Your objective:
Would you please write out every record exactly?

━━━━━ Dataset excerpts

//! Session client settings.

use serde::{Deserialize, Serialize};

/// Authenticated HTTP client settings.
#[derive(Clone, Debug, Serialize, Deserialize)]
#[serde(rename_all = "camelCase", default)]
pub struct SessionSettings {
    /// Base URL prepended to every request path.
    pub base_url: String,
    /// Token refresh endpoint.
    pub refresh_path: String,
    /// Login endpoint.
    pub login_path: String,
    /// Logout endpoint.
    pub logout_path: String,
    /// Per-request timeout in milliseconds.
    pub request_timeout_ms: u64,
    /// Delay after a successful refresh before waiting callers retry.
    pub refresh_settle_ms: u64,
    /// How an HTTP 500 body is recognised as an auth failure.
    pub auth_failure: AuthFailureSettings,
}

impl Default for SessionSettings {
    fn default() -> Self {
        Self {
            base_url: "http://localhost:3001".to_string(),
            refresh_path: "/api/auth/generate-token".to_string(),
            login_path: "/api/auth/login".to_string(),
            logout_path: "/api/auth/logout".to_string(),
            request_timeout_ms: 30_000,
            refresh_settle_ms: 100,
            auth_failure: AuthFailureSettings::default(),
        }
    }
}

/// Auth-failure signals looked for in HTTP 500 bodies.
#[derive(Clone, Debug, Serialize, Deserialize)]
#[serde(rename_all = "camelCase", default)]
pub struct AuthFailureSettings {
    /// `errorcode` values that mark an auth failure (case-insensitive).
    pub error_codes: Vec<String>,
    /// Substrings of `message` that mark an auth failure (case-insensitive).
    pub message_keywords: Vec<String>,
}

impl Default for AuthFailureSettings {
    fn default() -> Self {
        Self {
            error_codes: vec!["UNAUTHORIZED".to_string()],
            message_keywords: vec![
                "token".to_string(),
                "unauthorized".to_string(),
                "expired".to_string(),
            ],
        }
    }
}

━━━━━━━━━━

Reply:
//! Session client settings.

use serde::{Deserialize, Serialize};

/// Authenticated HTTP client settings.
#[derive(Clone, Debug, Serialize, Deserialize)]
#[serde(rename_all = "camelCase", default)]
pub struct SessionSettings {
    /// Base URL prepended to every request path.
    pub base_url: String,
    /// Token refresh endpoint.
    pub refresh_path: String,
    /// Login endpoint.
    pub login_path: String,
    /// Logout endpoint.
    pub logout_path: String,
    /// Per-request timeout in milliseconds.
    pub request_timeout_ms: u64,
    /// Delay after a successful refresh before waiting callers retry.
    pub refresh_settle_ms: u64,
    /// How an HTTP 500 body is recognised as an auth failure.
    pub auth_failure: AuthFailureSettings,
}

impl Default for SessionSettings {
    fn default() -> Self {
        Self {
            base_url: "http://localhost:3001".to_string(),
            refresh_path: "/api/auth/generate-token".to_string(),
            login_path: "/api/auth/login".to_string(),
            logout_path: "/api/auth/logout".to_string(),
            request_timeout_ms: 30_000,
            refresh_settle_ms: 100,
            auth_failure: AuthFailureSettings::default(),
        }
    }
}

/// Auth-failure signals looked for in HTTP 500 bodies.
#[derive(Clone, Debug, Serialize, Deserialize)]
#[serde(rename_all = "camelCase", default)]
pub struct AuthFailureSettings {
    /// `errorcode` values that mark an auth failure (case-insensitive).
    pub error_codes: Vec<String>,
    /// Substrings of `message` that mark an auth failure (case-insensitive).
    pub message_keywords: Vec<String>,
}

impl Default for AuthFailureSettings {
    fn default() -> Self {
        Self {
            error_codes: vec!["UNAUTHORIZED".to_string()],
            message_keywords: vec![
                "token".to_string(),
                "unauthorized".to_string(),
                "expired".to_string(),
            ],
        }
    }
}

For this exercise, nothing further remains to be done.